The negative economic conditions in The United States, Japan and Europe have had a disastrous impact on Sony. The
company receives approximately 74% of its revenues from these markets. As the economic slump lingers, consumer
confidence remains low and Sony has felt the impact in decreased revenues. Sony leadership has acknowledged that
the downturn exposed weaknesses and vulnerabilities in the firm that have needed addressing for some time.
Sony is vulnerable to fluctuations in foreign currency exchange rates and exposed to fluctuations in the value of the
Japanese yen, the US dollar and the Euro. Recently, the Japanese Yen appreciated significantly against the US dollar
and Euro. A stronger yen makes Sony's products appear expensive in comparison and cuts into the value of overseas
earnings. The firm acknowledges the need to implements effective hedging strategies to counter foreign exchange
translation effects.
Environmental, health and safety compliance laws which impact Sony operations and production may be burdensome
and have a negative impact on profits. To maintain compliance the firm must incur capital and other expenditures.

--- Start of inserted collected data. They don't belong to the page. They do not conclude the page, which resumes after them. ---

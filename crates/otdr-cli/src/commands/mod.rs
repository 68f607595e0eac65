pub mod extract;
pub mod interactive;
pub mod serve;
pub mod templates;

use otdr_core::batch::PdfInput;
use otdr_core::error::OtdrError;
use std::path::{Path, PathBuf};

/// Read reports from the given paths. A directory contributes its `*.pdf`
/// files in name order; files are taken as given.
pub fn read_reports(paths: &[PathBuf]) -> Result<Vec<PdfInput>, OtdrError> {
    let mut reports = Vec::new();
    for path in paths {
        if path.is_dir() {
            let mut entries: Vec<PathBuf> = std::fs::read_dir(path)?
                .filter_map(|e| e.ok().map(|e| e.path()))
                .filter(|p| is_pdf(p))
                .collect();
            entries.sort();
            if entries.is_empty() {
                log::warn!("no PDF files in {}", path.display());
            }
            for entry in entries {
                reports.push(read_report(&entry)?);
            }
        } else {
            reports.push(read_report(path)?);
        }
    }
    Ok(reports)
}

fn read_report(path: &Path) -> Result<PdfInput, OtdrError> {
    let bytes = std::fs::read(path)?;
    let name = path
        .file_name()
        .map(|n| n.to_string_lossy().into_owned())
        .unwrap_or_else(|| path.display().to_string());
    log::debug!("read {} ({} bytes)", path.display(), bytes.len());
    Ok(PdfInput { name, bytes })
}

fn is_pdf(path: &Path) -> bool {
    path.is_file()
        && path
            .extension()
            .is_some_and(|ext| ext.eq_ignore_ascii_case("pdf"))
}

/// Convert a prompt failure (e.g. no terminal attached) into an IO error.
pub fn prompt_error(e: dialoguer::Error) -> OtdrError {
    OtdrError::Io(std::io::Error::other(e))
}
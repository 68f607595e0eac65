/// Parse a numeric token from a report, tolerating thousands separators.
///
/// Handles formats like:
/// - "1200" -> 1200.0
/// - "1,234.5" -> 1234.5
/// - "0.25" -> 0.25
/// - ".5" -> 0.5
///
/// Returns None for anything that is not a number once commas are removed.
pub fn parse_number(s: &str) -> Option<f64> {
    let normalized: String = s.trim().chars().filter(|&c| c != ',').collect();
    if normalized.is_empty() {
        return None;
    }
    normalized.parse::<f64>().ok().filter(|v| v.is_finite())
}

#[cfg(test)]
mod tests {
    use super::*;

    #[test]
    fn test_plain_integer() {
        assert_eq!(parse_number("1200"), Some(1200.0));
    }

    #[test]
    fn test_thousands_separator() {
        assert_eq!(parse_number("1,234.5"), Some(1234.5));
        assert_eq!(parse_number("12,345,678"), Some(12_345_678.0));
    }

    #[test]
    fn test_leading_dot() {
        assert_eq!(parse_number(".5"), Some(0.5));
    }

    #[test]
    fn test_whitespace_trimming() {
        assert_eq!(parse_number("  0.25 "), Some(0.25));
    }

    #[test]
    fn test_separator_only_returns_none() {
        assert_eq!(parse_number(","), None);
        assert_eq!(parse_number(""), None);
    }

    #[test]
    fn test_garbage_returns_none() {
        assert_eq!(parse_number("1.2.3"), None);
        assert_eq!(parse_number("n/a"), None);
    }
}
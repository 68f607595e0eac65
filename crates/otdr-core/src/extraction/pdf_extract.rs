use crate::error::OtdrError;
use crate::extraction::{PageContent, PdfExtractor};

/// Pure-Rust extraction backend built on the `pdf-extract` crate.
///
/// Needs no system tools, at the cost of looser line grouping than
/// `pdftotext -layout` on some report generators.
pub struct PdfExtractExtractor;

impl PdfExtractExtractor {
    pub fn new() -> Self {
        PdfExtractExtractor
    }
}

impl Default for PdfExtractExtractor {
    fn default() -> Self {
        Self::new()
    }
}

impl PdfExtractor for PdfExtractExtractor {
    fn extract_pages(&self, pdf_bytes: &[u8]) -> Result<Vec<PageContent>, OtdrError> {
        let pages = ::pdf_extract::extract_text_from_mem_by_pages(pdf_bytes).map_err(|e| {
            OtdrError::Extraction(format!("failed to extract text from PDF: {e}"))
        })?;

        log::debug!("pdf-extract returned {} page(s)", pages.len());

        Ok(pages
            .into_iter()
            .enumerate()
            .map(|(i, text)| PageContent::new(i + 1, text))
            .collect())
    }

    fn backend_name(&self) -> &str {
        "pdf-extract"
    }
}

#[cfg(test)]
mod tests {
    use super::*;

    #[test]
    fn test_garbage_bytes_are_an_extraction_error() {
        let result = PdfExtractExtractor::new().extract_pages(b"not a pdf");
        assert!(matches!(result, Err(OtdrError::Extraction(_))));
    }
}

Potential expenditures related to regulations are not limited to compliance, but may also be felt in fines and penalties
in the wake of non-compliance.
Goods and counterfeit products have really plagued the electronics manufacturing industry in recent times. Counterfeit
goods are projected to double to 18% of total world trade by 2010. In addition, China's growing share of electronics
production represents an increase in the number of potential counterfeit products in the market. These knockoffs,
although cheaper and of less quality still the potential to divert revenues from Sony.
Sony benefits from the flexibility to enter into key joint ventures and execute key corporate acquisitions. For example,
established a joint venture project with Sharp to produce and sell large-sized LCD panels and modules. Another
example includes its alliance with Taiwan's Hon Hai Precision Industry for the production of LCD TVs. Among recent
acquisitions are the purchase of a TFT liquid crystal display (LCD) business from Epson Imaging Devices and
Convergent Media Systems, which makes video integration solutions for the enterprise market.
Questions:
Answer two out of the four questions listed subsequently:
1. Define why managers use SWOT analyses and apply it to this case.
2. Elaborate on the several competitive advantages that Sony has used to overcome competition.
3. Have you identified an organizational culture in this company? Justify your choice by explaining the terms
“organizational behavior vs. organizational culture”.
4. How can the systems approach help you understand the environment of this case?